Every Friday we round up media & tech industry news you may have missed while you were busy being subpoenaed by Maui authorities.

  • The announcement of I Want Media’s “The Future of Media” panel didn’t go over as well as its organizers had hoped, coming under fire for organizing a panel without any females or people of color. (Gawker founding editor Elizabeth Spiers, now editor at the New York Observer, has since been quietly added to the list)

    GOOD‘s Cord Jefferson suggested that the panelists themselves should boycott these events to send a message to the organizers:

    After watching this happen again and again, something occurred to me: Why don’t the white men who are asked to engage in this nonsense simply stop doing it? The boycott is a protest with a long history of success. If white, male elites started saying, “I will not participate in your panel, event, or article if it is all about white men,” chances are these panels and articles would quickly dry up—or become more diverse.

    David Carr, one of the panelists, largely agreed with Jefferson, telling him, “It’s obviously the right thing to do, but it’s also for our self-interest. I see it as a logic and a business issue.”

  • Should you hire a social media expert? HARO founder Peter Shankman says it’s a waste of money:

    Social media is just another facet of marketing and customer service. Say it with me. Repeat it until you know it by heart. Bind it as a sign upon your hands and upon thy gates. Social media, by itself, will not help you.

    We’re making the same mistakes that we made during the DotCom era, where everyone thought that just adding the term .com to your corporate logo made you instantly credible. It didn’t. If that’s all you did, you emphasized even more strongly how pathetic your company was. You weren’t “building a new paradigm while shifting alternate ways of focusing customers on the clicks and mortar of an organizational exchange.” No — you were simply an idiot who’d be out of business in six months.

    Far more important than having a Facebook page or thousands of Twitter followers, Shankman says, is knowing your audience and reaching out to them.

    Others disagree.

  • Over at the New York Times, social media editors took over the company’s Twitter feed this week, previously automated, “in an experiment to determine if a human-run, interactive approach will be more effective.”

    Zach Seward, who runs the Wall Street Journal‘s Twitter account, says this “experiment” by the Times is clearly the smarter approach:

    The @WSJ account has been run by people since January 2010, Seward said. “The metrics went up considerably and almost immediately after switching from automated to personal. We’ve seen the same effect with several other accounts.”

    “What we’ve seen by measuring it closely,” he said, “is that human-powered feeds do much, much better than automated ones, by any relevant metric.”

    Liz Heron, one of the Times‘ aforementioned social media editors, clearly gets it:

    We tell our journalists and encourage them to not just think about it as distribution and promotion. In fact, if you just think about it only as distribution, you’re not getting what you can out of social media, the most that you can, which is really about user interaction, engagement, and newsgathering.

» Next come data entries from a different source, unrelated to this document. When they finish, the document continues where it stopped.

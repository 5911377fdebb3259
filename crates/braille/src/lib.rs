//! Grade-1 Braille translation for English text.
//!
//! Braille is carried as six-dot cells written in a fixed-width textual form:
//! six characters per cell, `O` for a raised dot and `.` for a flat one, read
//! row by row across the 3x2 grid. Translation runs in either direction and
//! the direction is picked by classifying the input.
//!
//! # Cell Layout
//!
//! ```text
//! Dot Grid:    Text Order:
//! ┌───┬───┐    ┌───┬───┐
//! │ 1 │ 4 │    │ 0 │ 1 │
//! │ 2 │ 5 │    │ 2 │ 3 │
//! │ 3 │ 6 │    │ 4 │ 5 │
//! └───┴───┘    └───┴───┘
//! ```
//!
//! # Indicators
//!
//! | Indicator | Cell | Effect |
//! |-----------|------|--------|
//! | Capital | `.....O` | Next letter is uppercase |
//! | Number | `.O.OOO` | Following `a`..`j` cells are digits `1`..`0` |
//!
//! Digit cells reuse the letter cells `a`..`j`; only the number indicator
//! tells them apart. Number mode lasts until the next non-digit.
//!
//! # Example
//!
//! ```
//! use braille::{decode, encode, translate, InputKind};
//!
//! let cells = encode("Hi 5!").unwrap();
//! assert_eq!(cells.len(), 7 * 6);
//! assert_eq!(decode(&cells).unwrap(), "Hi 5!");
//!
//! let t = translate(".....OO.....").unwrap();
//! assert_eq!(t.source, InputKind::Braille);
//! assert_eq!(t.output, "A");
//! ```
//!
//! # Error Policy
//!
//! Encoding is fail-fast: a character outside the symbol table aborts the
//! call with [`EncodeError::UnsupportedCharacter`]. Decoding is best-effort:
//! an unknown cell becomes `?` and the scan continues; only an input whose
//! length is not a whole number of cells fails, with
//! [`DecodeError::TruncatedCell`].

#![deny(
    clippy::unwrap_used,
    clippy::expect_used,
    clippy::panic,
    missing_docs,
    clippy::missing_errors_doc
)]
#![cfg_attr(test, allow(clippy::unwrap_used))]

pub mod cell;
pub mod classify;
pub mod codec;
pub mod error;
pub mod table;
pub mod translate;

pub use cell::{Cell, CellParseError};
pub use classify::{classify, InputKind};
pub use codec::{decode, decode_cells, encode, encode_cells, Mode};
pub use error::{DecodeError, EncodeError, TranslateError};
pub use table::{Indicator, Symbol, CAPITAL_INDICATOR, NUMBER_INDICATOR, SPACE};
pub use translate::{translate, translate_with, TranslateOptions, Translation};
//! Braille to English.

use tracing::{debug, trace, warn};

use super::{Mode, Reading, UNKNOWN};
use crate::cell::{Cell, DOTS};
use crate::error::DecodeError;

/// Decodes `O`/`.` text into English.
///
/// The input is read in six-character windows. Windows that are not a known
/// cell decode to `?` and the scan continues. Indicators still pending at the
/// end of the input are dropped.
///
/// # Errors
///
/// Returns [`DecodeError::TruncatedCell`] when the length in characters is not
/// a multiple of six.
///
/// # Example
///
/// ```
/// use braille::decode;
///
/// assert_eq!(decode(".....OO.....").unwrap(), "A");
/// assert_eq!(decode(".O.OOOO.....").unwrap(), "1");
/// assert!(decode("O....").is_err());
/// ```
pub fn decode(text: &str) -> Result<String, DecodeError> {
    let chars: Vec<char> = text.chars().collect();
    let remainder = chars.len() % DOTS;
    if remainder != 0 {
        return Err(DecodeError::TruncatedCell {
            length: chars.len(),
            remainder,
        });
    }

    let mut out = String::with_capacity(chars.len() / DOTS);
    let mut mode = Mode::Normal;
    for (index, window) in chars.chunks_exact(DOTS).enumerate() {
        let (next, reading) = match Cell::from_chars(window) {
            Ok(cell) => mode.read(cell),
            Err(_) => mode.read_malformed(),
        };
        emit(&mut out, index, reading);
        mode = next;
    }

    debug!(cells = chars.len() / DOTS, chars = out.chars().count(), "decoded braille");
    Ok(out)
}

/// Decodes an already parsed cell sequence. Never fails.
///
/// # Example
///
/// ```
/// use braille::{decode_cells, encode_cells};
///
/// let cells = encode_cells("Room 101").unwrap();
/// assert_eq!(decode_cells(&cells), "Room 101");
/// ```
#[must_use]
pub fn decode_cells(cells: &[Cell]) -> String {
    let mut out = String::with_capacity(cells.len());
    let mut mode = Mode::Normal;
    for (index, &cell) in cells.iter().enumerate() {
        let (next, reading) = mode.read(cell);
        emit(&mut out, index, reading);
        mode = next;
    }
    out
}

fn emit(out: &mut String, index: usize, reading: Reading) {
    match reading {
        Reading::Char(c) => out.push(c),
        Reading::Indicator(indicator) => trace!(cell = index, ?indicator, "indicator"),
        Reading::Unknown => {
            warn!(cell = index, "unrecognized braille cell");
            out.push(UNKNOWN);
        }
    }
}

  • They’ll have to gain a lot of Twitter followers for their digital revenue to catch up to the print side. A New York Times print reader is worth 228 times as much as an online reader.
  • Twitter has acquired the TweetDeck application for over $40 million. On its corporate blog, the company said the move is an attempt to go after “the incredibly important audience of Twitter power-users.”
  • Twitter has been my journalism school: the place where I’ve found mentors, debated theory and practice, figured out what I need to learn.”
  • There are currently 50 million likes per day for pages on Facebook.
  • How do Facebook social plugins affect traffic to company websites? A lot, according to, uh, Facebook.
  • Aol’s Patch sites have doubled their traffic this year.
  • Wired and GQ are the latest publications to begin offering iPad subscriptions.
  • Last week, we briefly addressed the woeful state of linking by the major news outlets and the New York Times‘ laughable assertion that they don’t link out because their job is to create the “original source” to be linked to. Is part of the problem that they’re using workflows and CMS’s that are print-centric?